O artigo 19 do Marco Civil da Internet, cuja constitucionalidade está sendo debatida no STF, determina que, em regra, as plataformas apenas respondam depois de descumprirem decisão judicial que ordena a remoção de conteúdos. Existem exceções à regra (como para conteúdos íntimos divulgados de forma não consentida) e as empresas podem moderar publicações antes da expedição de uma ordem judicial.
A lei poderia ser aperfeiçoada para estimular as plataformas a moderar de forma mais transparente e criteriosa. Isso poderia ser feito de várias formas, inclusive através de mudanças no regime de responsabilização, trazendo mais hipóteses para o modelo de responsabilidade após o descumprimento de notificação (ao invés de ordem judicial), como ocorre com a divulgação de conteúdos íntimos.
Mas nada disso consegue entrar na formulação de uma pergunta simples e direta, típica das pesquisas de opinião.
Considerando o contexto brasileiro, que inclui a percepção pública sobre o papel das plataformas no 08 de janeiro e o desafio à Justiça brasileira feito por Elon Musk, o resultado a favor da responsabilização parece até ter ficado aquém.
Ainda mais considerando a abrangência da pergunta e suas implicações políticas. Plataformas digitais - muito também por sua culpa - andam desaplaudidas em ambos os espectros políticos. Para a esquerda as redes sociais removem menos conteúdos do que deveriam, deixando no ar publicações que causam danos. Para a direita, as plataformas removem mais do que deveriam, cruzando a linha da liberdade de expressão e prejudicando pautas conservadoras.
Eleitores de Lula e Bolsonaro apoiam alguma responsabilização
Nesse ponto chama atenção o resultado da pesquisa, que revela que tanto eleitores de Lula como de Bolsonaro são favoráveis à responsabilização das plataformas, residindo aqui talvez a única diferença mais significativa entre todos os parâmetros da pesquisa (como gênero, escolaridade e renda).

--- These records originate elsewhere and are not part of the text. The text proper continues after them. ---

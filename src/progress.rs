//! Progress-callback trait for batch events.
//!
//! Pass an [`Arc<dyn BatchProgressCallback>`] to
//! [`crate::batch::BatchDriver::with_progress`] to observe a run. Progress is
//! purely informational: a callback cannot change what the driver does.
//!
//! # Example
//!
//! ```rust
//! use pdfsumm::BatchProgressCallback;
//! use std::path::Path;
//! use std::sync::atomic::{AtomicUsize, Ordering};
//!
//! struct Counter(AtomicUsize);
//!
//! impl BatchProgressCallback for Counter {
//!     fn on_file_complete(&self, _index: usize, _total: usize, _source: &Path) {
//!         self.0.fetch_add(1, Ordering::SeqCst);
//!     }
//! }
//! ```

use serde::{Deserialize, Serialize};
use std::fmt;
use std::path::Path;
use std::sync::Arc;

/// One of the three phases of a staged (async) run.
///
/// The synchronous driver reports a single `Write` stage covering the
/// whole per-file loop.
#[derive(Debug, Clone, Copy, PartialEq, Eq, Serialize, Deserialize)]
#[serde(rename_all = "snake_case")]
pub enum Stage {
    Extract,
    Summarize,
    Write,
}

impl fmt::Display for Stage {
    fn fmt(&self, f: &mut fmt::Formatter<'_>) -> fmt::Result {
        f.write_str(match self {
            Stage::Extract => "extract",
            Stage::Summarize => "summarize",
            Stage::Write => "write",
        })
    }
}

/// Called by the batch drivers as they work through the file list.
///
/// All methods default to no-ops. Implementations must be `Send + Sync`;
/// in async mode `on_file_complete` fires from inside concurrently polled
/// futures, so shared counters need atomics or a mutex.
pub trait BatchProgressCallback: Send + Sync {
    /// Called once before any file is touched.
    fn on_batch_start(&self, total_files: usize) {
        let _ = total_files;
    }

    /// Called when a stage begins.
    fn on_stage_start(&self, stage: Stage, total_files: usize) {
        let _ = (stage, total_files);
    }

    /// Called when the file at `index` (0-based, input order) finished the
    /// current stage. In sync mode this means its summary is on disk.
    fn on_file_complete(&self, index: usize, total_files: usize, source: &Path) {
        let _ = (index, total_files, source);
    }

    /// Called once after every summary has been written.
    fn on_batch_complete(&self, written: usize) {
        let _ = written;
    }
}

/// A no-op implementation, the default when no callback is configured.
pub struct NoopProgressCallback;

impl BatchProgressCallback for NoopProgressCallback {}

/// Convenience alias matching the type stored in [`crate::batch::BatchDriver`].
pub type ProgressCallback = Arc<dyn BatchProgressCallback>;

#[cfg(test)]
mod tests {
    use super::*;
    use std::sync::atomic::{AtomicUsize, Ordering};
    use std::sync::Mutex;

    #[derive(Default)]
    struct TrackingCallback {
        stages: Mutex<Vec<Stage>>,
        completes: AtomicUsize,
        written: AtomicUsize,
    }

    impl BatchProgressCallback for TrackingCallback {
        fn on_stage_start(&self, stage: Stage, _total: usize) {
            self.stages.lock().unwrap().push(stage);
        }

        fn on_file_complete(&self, _index: usize, _total: usize, _source: &Path) {
            self.completes.fetch_add(1, Ordering::SeqCst);
        }

        fn on_batch_complete(&self, written: usize) {
            self.written.store(written, Ordering::SeqCst);
        }
    }

    #[test]
    fn noop_callback_does_not_panic() {
        let cb = NoopProgressCallback;
        cb.on_batch_start(2);
        cb.on_stage_start(Stage::Extract, 2);
        cb.on_file_complete(0, 2, Path::new("a.pdf"));
        cb.on_batch_complete(2);
    }

    #[test]
    fn tracking_callback_receives_events() {
        let tracker = TrackingCallback::default();
        tracker.on_stage_start(Stage::Extract, 2);
        tracker.on_file_complete(0, 2, Path::new("a.pdf"));
        tracker.on_file_complete(1, 2, Path::new("b.pdf"));
        tracker.on_stage_start(Stage::Summarize, 2);
        tracker.on_batch_complete(2);

        assert_eq!(
            *tracker.stages.lock().unwrap(),
            vec![Stage::Extract, Stage::Summarize]
        );
        assert_eq!(tracker.completes.load(Ordering::SeqCst), 2);
        assert_eq!(tracker.written.load(Ordering::SeqCst), 2);
    }

    #[test]
    fn stage_display() {
        assert_eq!(Stage::Summarize.to_string(), "summarize");
    }
}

Eleitores de Lula apoiam a responsabilização mais enfaticamente (com 66% dos entrevistados), enquanto esse número cai para 55% entre eleitores de Bolsonaro (com 37% dos entrevistados bolsonaristas respondendo negativamente).
Vale indagar se, em especial do lado bolsonarista, a resposta dada à pergunta revela mais um descontentamento com a política de moderação das plataformas do que uma convicção de que elas devam ser responsabilizadas. Ou talvez essa resposta mais tendente à responsabilização tenha captado um sentimento compartilhado por pessoas mais conservadoras de que existem muitos conteúdos vistos como problemáticos nas redes (em especial relacionados a pautas sobre costumes).
Seja como for, dada a abrangência da pergunta, que não entra em qualquer detalhe sobre tipo de conteúdo ou atuação das plataformas, a pesquisa da Genial/Quaest revela uma aceitação da ideia de responsabilização, só não se sabe bem qual e como. Isso o STF vai dizer.
Quem é contra a responsabilização das plataformas?
Considerando a má reputação de algumas das grandes empresas de tecnologia, somada ao contexto brasileiro cada vez mais refratário ao discurso das big tech, e a enorme abrangência da pergunta, o resultado na marca dos 60% favoráveis à responsabilização acaba jogando luz em quem não foi com a maioria.
Quem são as pessoas que acham que as redes sociais não devem responder pelo conteúdo nelas publicado?
Embora a pesquisa não traga grandes discrepâncias entre os parâmetros indicados, é possível traçar um perfil de quem respondeu negativamente.
Esse grupo está mais localizado mais nas regiões Sul e Centro-Oeste/Norte (35% e 32%, respectivamente), é ligeiramente mais masculino (32% homens x 29% das mulheres responderam negativamente), possuem entre 16-34 anos (35% dos entrevistados), sendo esse o extrato mais jovem da pesquisa, possuem mais escolaridade e têm maior renda (superior a 5 salários-mínimos).
Talvez mais importante do que revelar um apoio à noção de responsabilização das plataformas (que parece até mesmo natural), a pesquisa Genial/Quaest mostra como essa percepção é menos aceita quanto maior for a renda, a escolaridade e mais jovem for entrevistado, pegando um recorte que vai dos 16 aos 34 anos. Esse é um ponto sobre o qual deveríamos prestar atenção.